Kantor Maru berada di dekat stasiun kereta listrik. Memasuki sebuah pasar dan gang kecil, kantornya terletak di jalan kecil namun ramai. Sekilas orang-orang akan mengira kantor itu sebagai ruko biasa, tapi saat masuk, tempat itu lebih mirip kantor agen properti karena peta raksasa yang menempel di dinding dan maket perkotaan yang terletak di ujung ruangan.

Bro Yasa!”

Aku dan Yasa—nama anak buah Edgard yang sedang bersamaku—segera menoleh dan mendapati sebuah kepala yang muncul dari meja resepsionis.

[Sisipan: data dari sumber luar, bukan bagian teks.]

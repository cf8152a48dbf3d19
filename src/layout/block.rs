//! City blocks in the conventional sense: "the 400 block of Main Street"

use ahash::AHashMap;
use serde::{Deserialize, Serialize};

use crate::core::error::{LayoutError, Result};
use crate::core::types::{Axis, BlockId, BuildingId, IdAllocator, LotId, StreetId};
use crate::layout::lot::Lot;
use crate::layout::parcel::Parcel;
use crate::layout::streets::Street;

#[derive(Debug, Clone, PartialEq, Serialize, Deserialize)]
pub struct Block {
    pub id: BlockId,
    pub number: u32,
    pub street: StreetId,
    pub street_name: String,
    /// Plots on this block, sorted by house number
    pub lots: Vec<LotId>,
    pub starting_coordinates: (f64, f64),
    pub ending_coordinates: (f64, f64),
}

impl Block {
    pub fn new(id: BlockId, number: u32, street: &Street) -> Self {
        let along = number as f64 / 100.0;
        let across = street.number as f64;
        let (starting_coordinates, ending_coordinates) = match street.axis() {
            Axis::NorthSouth => ((across, along), (across, along + 1.0)),
            Axis::EastWest => ((along, across), (along + 1.0, across)),
        };
        Self {
            id,
            number,
            street: street.id,
            street_name: street.name.clone(),
            lots: Vec::new(),
            starting_coordinates,
            ending_coordinates,
        }
    }

    /// Buildings currently standing on this block
    pub fn buildings(&self, plots: &[Lot]) -> Vec<BuildingId> {
        self.lots
            .iter()
            .filter_map(|id| plots[id.index()].building)
            .collect()
    }
}

impl std::fmt::Display for Block {
    fn fmt(&self, f: &mut std::fmt::Formatter<'_>) -> std::fmt::Result {
        write!(f, "{} block of {}", self.number, self.street_name)
    }
}

/// Group plots into blocks by (hundred-number, street) of their address,
/// then add empty filler blocks so numbering along each street has no gaps.
///
/// `order` fixes survey order, which decides block IDs and the order of
/// plots sharing a house number.
pub fn survey_blocks(
    order: &[LotId],
    plots: &mut [Lot],
    parcels: &[Parcel],
    streets: &mut [Street],
    ids: &mut IdAllocator,
) -> Result<Vec<Block>> {
    let mut blocks: Vec<Block> = Vec::new();
    let mut by_key: AHashMap<(u32, StreetId), BlockId> = AHashMap::new();

    for &lot_id in order {
        let plot = &mut plots[lot_id.index()];
        let address = plot.address.as_ref().ok_or(LayoutError::NoFrontage(lot_id))?;
        let parcel = &parcels[address.parcel.index()];
        let key = (parcel.number, parcel.street);

        let block_id = match by_key.get(&key) {
            Some(&id) => id,
            None => {
                let id = ids.block();
                let street = &mut streets[parcel.street.index()];
                blocks.push(Block::new(id, parcel.number, street));
                street.blocks.push(id);
                by_key.insert(key, id);
                id
            }
        };
        blocks[block_id.index()].lots.push(lot_id);
        plot.block = Some(block_id);
    }

    for block in &mut blocks {
        block.lots.sort_by_key(|id| {
            plots[id.index()]
                .address
                .as_ref()
                .map(|a| a.house_number)
                .unwrap_or(0)
        });
    }

    let surveyed = blocks.len();
    for street in streets.iter_mut() {
        street.blocks.sort_by_key(|id| blocks[id.index()].number);
        let (Some(first), Some(last)) = (street.blocks.first(), street.blocks.last()) else {
            continue;
        };
        let lowest = blocks[first.index()].number;
        let highest = blocks[last.index()].number;

        for number in (lowest..=highest).step_by(100) {
            if !street.blocks.iter().any(|id| blocks[id.index()].number == number) {
                let id = ids.block();
                blocks.push(Block::new(id, number, street));
                street.blocks.push(id);
            }
        }
        street.blocks.sort_by_key(|id| blocks[id.index()].number);
    }

    tracing::debug!(
        blocks = blocks.len(),
        fillers = blocks.len() - surveyed,
        "Surveyed city blocks"
    );
    Ok(blocks)
}
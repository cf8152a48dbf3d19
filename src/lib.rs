//! Town Layout - procedural street grids, lots and hop distances
//!
//! Land is carved by a point quadtree, leaf edges become named streets,
//! and each leaf is cut into parcels, lots and tracts. All-pairs parcel
//! hop counts are precomputed so distance queries are lookups.

pub mod core;
pub mod layout;
pub mod pathing;
pub mod spatial;
pub mod town;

Seorang lelaki dengan badan kurus menghampiri kami, ia terlihat nyentrik dengan kaos singlet dan celana pendek serba hitam serta rambut sebahunya yang dikuncir setengah.

Bro Yudhis!”

Yasa dan seseorang yang disebut Yudhis ini saling berjabat tangan. Aku ingat saat mereka sedang berjabat tangan, mataku sedikit melirik untuk mengamati ruangan. Terdapat satu karpet besar berwarna merah tua dengan sofa dan meja di atasnya, meja resepsionis biasa terletak di ujung ruangan berwarna coklat tua, sebuah telepon intercom berada tepat di antara meja resepsionis dan pintu lift dan tentunya maket perkotaan di ujung lain ruangan.

Lantai ruangan itu menggunakan parket kayu jati yang senada dengan meja resepsionis, tembok ruangannya berwarna oranye... cinnamon? Aku merasa ruangan itu terlihat gelap sekaligus terang. Nuansa merah, coklat dan oranye di ruangan itu memberikan sensasi tenang sekaligus mencekam.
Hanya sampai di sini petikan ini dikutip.